Sweet Forgiveness

Through practice, self-reflection, and letting go, yoga helps us move past old hurts that threaten to derail us.

Several years ago I had a falling out with my close friend Becca, someone I’d known forever. She said some really hurtful things to me, and I vowed never to speak to or see her again. And I didn’t. For years. Well, at least not directly. However, she took up permanent residence in my mind, and no matter how hard I tried, she wouldn’t leave. I woke up each morning, reliving the conversation we had; I went to bed inventing the conversation we should have had; and during the day the memory of her words knotted my stomach and ruined my appetite. I talked about it to my family, my friends, pretty much anyone who’d listen. And the more I talked, the hotter the flame of my outrage became. Of course, I focused solely on her role as the perpetrator and my role as the aggrieved, never even entertaining the thought that my actions may have contributed a tiny little bit to the problem.

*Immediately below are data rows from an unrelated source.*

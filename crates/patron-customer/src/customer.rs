//! One customer: the state machine that ties movement, shopping and
//! checkout together.

use patron_core::{CustomerId, CustomerRng, Money, Point3, Tick};
use patron_movement::{MovementConfig, MovementCoordinator, MovementStatus};
use patron_nav::NavSurface;
use patron_shop::{Checkouts, Inventory};

use crate::cart::Cart;
use crate::context::StoreContext;
use crate::events::{CustomerEvent, LeaveReason};
use crate::personality::Personality;
use crate::purchasing::{CheckoutBehavior, CheckoutOutcome};
use crate::shopping::{ShoppingBehavior, ShoppingOutcome};
use crate::state::{can_transition, CustomerState, Phase};

/// What the orchestrator should do with this customer after a tick.
#[derive(Debug, Clone, Copy, PartialEq, Eq)]
pub enum TickOutcome {
    /// Still in the shop; tick again next round.
    Active,
    /// Walked out the exit; despawn. All resources already released.
    Departed,
    /// Could not reach the exit; despawn in place. The orchestrator must
    /// call [`Customer::release_resources`] before dropping them.
    Stranded,
}

/// The per-tick decision, applied after the state borrow ends.
enum Step {
    Stay,
    Goto(CustomerState),
    Depart(LeaveReason),
    Strand,
}

/// A customer for the lifetime of one shop visit.
///
/// Everything the customer owns is in here — RNG stream, movement
/// coordinator, cart, lifecycle state. Everything shared arrives each
/// tick through a [`StoreContext`], never through globals, so two
/// customers can never observe each other except through the inventory
/// and checkout authorities.
pub struct Customer {
    id: CustomerId,
    personality: Personality,
    rng: CustomerRng,
    movement: MovementCoordinator,
    cart: Cart,
    state: CustomerState,
    spawned_at: Tick,
    spent: Money,
    bought: u32,
}

impl Customer {
    /// Spawn a customer at `spawn` in the Entering state.
    ///
    /// The walk speed in `movement_config` is scaled by the personality
    /// before the coordinator is built, so a hurried customer is hurried
    /// for their whole visit.
    pub fn new(
        id: CustomerId,
        personality: Personality,
        budget: Money,
        global_seed: u64,
        movement_config: &MovementConfig,
        spawn: Point3,
        spawned_at: Tick,
    ) -> Customer {
        let mut config = movement_config.clone();
        config.speed *= personality.speed_mul;
        Customer {
            id,
            personality,
            rng: CustomerRng::new(global_seed, id),
            movement: MovementCoordinator::new(config, spawn),
            cart: Cart::new(budget),
            state: CustomerState::Entering,
            spawned_at,
            spent: Money::ZERO,
            bought: 0,
        }
    }

    // ── Accessors ─────────────────────────────────────────────────────────

    #[inline]
    pub fn id(&self) -> CustomerId {
        self.id
    }

    #[inline]
    pub fn phase(&self) -> Phase {
        self.state.phase()
    }

    #[inline]
    pub fn position(&self) -> Point3 {
        self.movement.position()
    }

    #[inline]
    pub fn cart(&self) -> &Cart {
        &self.cart
    }

    #[inline]
    pub fn personality(&self) -> &Personality {
        &self.personality
    }

    #[inline]
    pub fn spawned_at(&self) -> Tick {
        self.spawned_at
    }

    /// Money actually paid (or owed, in degraded no-desk mode).
    #[inline]
    pub fn spent(&self) -> Money {
        self.spent
    }

    #[inline]
    pub fn items_bought(&self) -> u32 {
        self.bought
    }

    #[inline]
    pub fn movement(&self) -> &MovementCoordinator {
        &self.movement
    }

    /// One-line debug status: id, doing-what, cart, position.
    pub fn status_line(&self) -> String {
        let doing = match &self.state {
            CustomerState::Entering => "walking in".to_string(),
            CustomerState::Shopping(b) => b.describe(),
            CustomerState::Purchasing(b) => b.describe(),
            CustomerState::Leaving { reason } => format!("leaving ({reason})"),
        };
        let p = self.movement.position();
        format!(
            "{} | {} | cart {} ({}) | at ({:.1}, {:.1})",
            self.id,
            doing,
            self.cart.len(),
            self.cart.total(),
            p.x,
            p.z
        )
    }

    // ── Tick ──────────────────────────────────────────────────────────────

    /// Advance this customer by one tick.
    ///
    /// Order inside the tick: movement first (one step along the current
    /// path, surfacing an `Arrived`/`Failed` edge), then the current
    /// state's logic, then at most one transition. Events are appended to
    /// `events`; the return value tells the orchestrator whether the
    /// customer is still in the shop.
    pub fn tick<S: NavSurface>(
        &mut self,
        ctx: &mut StoreContext<'_, S>,
        events: &mut Vec<CustomerEvent>,
    ) -> TickOutcome {
        let walk_target = self.movement.requested_destination();
        let move_status =
            self.movement
                .tick(ctx.now(), ctx.clock.seconds_per_tick, ctx.surface, &mut self.rng);
        if move_status == MovementStatus::Failed {
            events.push(CustomerEvent::MovementFailed {
                customer: self.id,
                to: walk_target.unwrap_or_else(|| self.movement.position()),
            });
        }

        let step = {
            let Customer { id, personality, rng, movement, cart, state, spent, bought, .. } =
                self;
            let id = *id;
            match state {
                CustomerState::Entering => match move_status {
                    MovementStatus::Arrived => {
                        Step::Goto(CustomerState::Shopping(ShoppingBehavior::begin(ctx, rng)))
                    }
                    // The way in is blocked: browse from wherever we stand
                    // rather than refusing the visit.
                    MovementStatus::Failed => {
                        Step::Goto(CustomerState::Shopping(ShoppingBehavior::begin(ctx, rng)))
                    }
                    MovementStatus::Idle => {
                        if let Some(waypoint) = ctx.floor.entry_waypoint {
                            if movement.set_destination(waypoint, ctx.surface, ctx.now()) {
                                Step::Stay
                            } else {
                                Step::Goto(CustomerState::Shopping(ShoppingBehavior::begin(
                                    ctx, rng,
                                )))
                            }
                        } else {
                            Step::Goto(CustomerState::Shopping(ShoppingBehavior::begin(ctx, rng)))
                        }
                    }
                    MovementStatus::Moving => Step::Stay,
                },

                CustomerState::Shopping(behavior) => {
                    match behavior
                        .tick(id, personality, movement, cart, rng, move_status, ctx, events)
                    {
                        None => Step::Stay,
                        Some(ShoppingOutcome::LeaveEmpty) => {
                            Step::Goto(CustomerState::Leaving { reason: LeaveReason::EmptyHanded })
                        }
                        Some(ShoppingOutcome::Abandon) => {
                            Step::Goto(CustomerState::Leaving { reason: LeaveReason::StoreClosing })
                        }
                        Some(ShoppingOutcome::Checkout) => {
                            if ctx.checkouts.is_empty() {
                                // Degraded mode: no till exists anywhere.
                                // Complete the sale locally so shelf and
                                // claim state stay consistent, and say so.
                                let items = cart.take_all();
                                let total: Money = items.iter().map(|i| i.price).sum();
                                for item in &items {
                                    ctx.inventory.mark_sold(item, id);
                                }
                                *spent += total;
                                *bought += items.len() as u32;
                                events.push(CustomerEvent::CheckoutSkipped {
                                    customer: id,
                                    total,
                                    items: items.len() as u32,
                                });
                                Step::Goto(CustomerState::Leaving {
                                    reason: LeaveReason::Purchased,
                                })
                            } else {
                                match CheckoutBehavior::begin(personality, movement, ctx) {
                                    Some(behavior) => {
                                        Step::Goto(CustomerState::Purchasing(behavior))
                                    }
                                    None => {
                                        // Desk exists but its spot refused
                                        // to sample; give the items back.
                                        for item in cart.take_all() {
                                            ctx.inventory.return_item(item);
                                        }
                                        Step::Goto(CustomerState::Leaving {
                                            reason: LeaveReason::EmptyHanded,
                                        })
                                    }
                                }
                            }
                        }
                    }
                }

                CustomerState::Purchasing(behavior) => {
                    match behavior.tick(id, movement, cart, move_status, ctx, events) {
                        None => Step::Stay,
                        Some(CheckoutOutcome::Done(receipt)) => {
                            *spent += receipt.total;
                            *bought += receipt.item_count();
                            events.push(CustomerEvent::Purchased { customer: id, receipt });
                            Step::Goto(CustomerState::Leaving { reason: LeaveReason::Purchased })
                        }
                        Some(CheckoutOutcome::TimedOut) => Step::Goto(CustomerState::Leaving {
                            reason: LeaveReason::CheckoutTimeout,
                        }),
                        Some(CheckoutOutcome::ClosedOut) => Step::Goto(CustomerState::Leaving {
                            reason: LeaveReason::StoreClosing,
                        }),
                        Some(CheckoutOutcome::Unreachable) => Step::Goto(CustomerState::Leaving {
                            reason: LeaveReason::EmptyHanded,
                        }),
                    }
                }

                CustomerState::Leaving { reason } => match move_status {
                    MovementStatus::Arrived => Step::Depart(*reason),
                    MovementStatus::Failed => Step::Strand,
                    MovementStatus::Idle => {
                        if movement.set_destination(ctx.floor.exit, ctx.surface, ctx.now()) {
                            Step::Stay
                        } else {
                            Step::Strand
                        }
                    }
                    MovementStatus::Moving => Step::Stay,
                },
            }
        };

        match step {
            Step::Stay => TickOutcome::Active,
            Step::Goto(next) => {
                self.transition(next, events);
                TickOutcome::Active
            }
            Step::Depart(reason) => {
                events.push(CustomerEvent::Departed {
                    customer: self.id,
                    reason,
                    spent: self.spent,
                    items: self.bought,
                });
                TickOutcome::Departed
            }
            Step::Strand => {
                events.push(CustomerEvent::Stranded { customer: self.id });
                TickOutcome::Stranded
            }
        }
    }

    fn transition(&mut self, next: CustomerState, events: &mut Vec<CustomerEvent>) {
        let from = self.state.phase();
        let to = next.phase();
        debug_assert!(
            can_transition(from, to),
            "illegal transition {from} -> {to} for {}",
            self.id
        );
        self.state = next;
        events.push(CustomerEvent::StateChanged { customer: self.id, from, to });
    }

    /// Hand back everything this customer still holds: cart items to the
    /// inventory, queue membership and staged items to their desk. Called
    /// by the orchestrator before despawning a stranded customer (or any
    /// customer removed at a hard stop).
    pub fn release_resources(&mut self, inventory: &mut Inventory, checkouts: &mut Checkouts) {
        if let CustomerState::Purchasing(behavior) = &self.state {
            if let Some(desk) = checkouts.get_mut(behavior.desk()) {
                for item in desk.leave(self.id) {
                    inventory.return_item(item);
                }
            }
        }
        for item in self.cart.take_all() {
            inventory.return_item(item);
        }
        self.movement.stop();
    }
}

The only time I could break free of this obsession was on my yoga mat. Trying to practice while carrying on an internal diatribe didn’t work too well, so I parked my troubles at the door, and my body and my mind breathed a collective sigh of relief, grateful for the 90-minute respite. Despite the peace I felt during and after each class, however, it took me a few more years to learn how to use the principles of yoga to relieve the hurt I felt and to forgive both Becca and myself.

Why Forgive?

How can you forgive someone who’s hurt you that much? First, don’t con-fuse forgiveness with acceptance. “You don’t have to condone someone’s behavior to forgive,” says John Friend, founder of Anusara Yoga. Forgiveness simply “allows us to let go of the hold that person has on us,” he says, “leading us to greater freedom and peace of heart.” Second, forgiving is not the same as forgetting. Not forgetting, Friend says, “honors our feelings and helps create proper boundaries,” so we don’t keep putting ourselves in situations that are out of alignment with our true nature. Not forgiving, however, can make us sick.

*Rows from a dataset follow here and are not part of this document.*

//! Waypoint polylines produced by pathfinding.

use patron_core::Point3;

/// An ordered, non-empty list of waypoints ending at the path's destination.
///
/// `NavPath` is immutable once built; the movement coordinator tracks its
/// own progress (the index of the next waypoint) separately, so a path can
/// be recomputed or abandoned without touching actor state.
#[derive(Debug, Clone)]
#[cfg_attr(feature = "serde", derive(serde::Serialize, serde::Deserialize))]
pub struct NavPath {
    waypoints: Vec<Point3>,
}

impl NavPath {
    /// Build from a waypoint list.
    ///
    /// # Panics
    /// Panics in debug mode if `waypoints` is empty — an empty path has no
    /// destination and no caller has a use for one.
    pub fn new(waypoints: Vec<Point3>) -> Self {
        debug_assert!(!waypoints.is_empty(), "a path must end somewhere");
        Self { waypoints }
    }

    #[inline]
    pub fn waypoints(&self) -> &[Point3] {
        &self.waypoints
    }

    /// The final waypoint — where this path delivers you.
    #[inline]
    pub fn end(&self) -> Point3 {
        self.waypoints[self.waypoints.len() - 1]
    }

    #[inline]
    pub fn waypoint_count(&self) -> usize {
        self.waypoints.len()
    }

    /// Planar distance left to walk: from `pos` to waypoint `next`, then
    /// along the remaining segments.  `next >= waypoint_count()` means the
    /// path is exhausted and the remaining distance is zero.
    pub fn remaining_from(&self, pos: Point3, next: usize) -> f32 {
        if next >= self.waypoints.len() {
            return 0.0;
        }
        let mut total = pos.planar_distance(self.waypoints[next]);
        for pair in self.waypoints[next..].windows(2) {
            total += pair[0].planar_distance(pair[1]);
        }
        total
    }

    /// Total planar length measured from the first waypoint.
    pub fn length(&self) -> f32 {
        self.waypoints
            .windows(2)
            .map(|pair| pair[0].planar_distance(pair[1]))
            .sum()
    }
}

According to Alex Lickerman, MD, former director of primary care at the University of Chicago hospitals, 50 percent of all people who have had a heart attack can describe at least one emotional trigger that may have led to their illness. When someone has hurt or angered you, your sympathetic nervous system springs into action to protect you, unloading stress chemicals to prepare you to fight or flee the situation. Unfortunately, the sympathetic nervous system has no way of knowing whether the perceived threat comes from an immediate danger or from something that happened 20 years ago. So every time you relive a painful memory, your autonomic nervous system rises up to fight the oppressor until it finally exhausts itself and gives up.

Stuffing down the hurt or anger only makes things worse. When you vow not to think about your pain, you may be “letting go” of it mentally, but in reality, you’re pushing it deeper into your body and heart, both of which constrict around the hurt. Karol Ward, author of Worried Sick, says, “Eventually the physical tension becomes so habitual that we don’t notice how much we are holding our breath, locking our knees, or clamping down our jaws, until it shows up as physical pain.”

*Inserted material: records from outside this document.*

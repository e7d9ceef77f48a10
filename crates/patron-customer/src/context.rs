//! The store context handed to every customer tick.

use patron_core::{SimClock, Tick};
use patron_nav::NavSurface;
use patron_shop::{Checkouts, FloorPlan, Inventory, StoreStatus};

use crate::config::BehaviorConfig;

/// Everything a customer may touch during one tick, passed explicitly.
///
/// There are no globals anywhere in the lifecycle code: the orchestrator
/// assembles a `StoreContext` from its own fields once per customer per
/// tick, which is also what makes behaviors trivially testable — a test
/// builds a context from local values and ticks a customer by hand.
///
/// Shared state is split by mutability: the clock, surface, floor plan
/// and status are read-only views, while the inventory and checkout desks
/// are the two authorities customers negotiate with.
pub struct StoreContext<'a, S: NavSurface> {
    pub clock: &'a SimClock,
    pub surface: &'a S,
    pub floor: &'a FloorPlan,
    pub status: &'a StoreStatus,
    pub behavior: &'a BehaviorConfig,
    pub inventory: &'a mut Inventory,
    pub checkouts: &'a mut Checkouts,
}

impl<'a, S: NavSurface> StoreContext<'a, S> {
    #[inline]
    pub fn now(&self) -> Tick {
        self.clock.now()
    }

    /// Tick count for a simulated duration, at this run's resolution.
    #[inline]
    pub fn ticks_for_secs(&self, secs: f32) -> u64 {
        self.clock.ticks_for_secs(secs)
    }
}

These physiological warnings suggest that to withhold forgiveness goes against the first and foremost yoga commandment: do no harm. Ahimsa (literally, “non-violence”) means more than promising not to beat up your oppressor, no matter how aggrieved you feel. It also means not hurting yourself. In my case, getting stuck in righteous indignation over Becca’s transgression made me an anxious mess. I turned to the yogic path—from asana and meditation to self-reflection and faith—to find forgiveness and move beyond the past.

Asana: The Gift of Release

When my nervous system is all ajangle, the only thing that calms me down is doing physical yoga. I can’t meditate, I can’t do pranayama, until I can somehow ground myself, slow down a bit, and (let’s be honest) shut up long enough to feel some relief. Moving through my yoga sequence, I become acutely aware of how the pain has impacted my muscles—my neck and shoulders feel stiff, my lower back hurts—and my breathing, which feels labored and shallow. As renowned Iyengar teacher Patricia Walden explains, “Our issues are in our tissues.” The inability to forgive definitely manifests as physical contractions, she says. And the pain can get lodged almost anywhere—in the heart, diaphragm, belly, or, for many women, the hips.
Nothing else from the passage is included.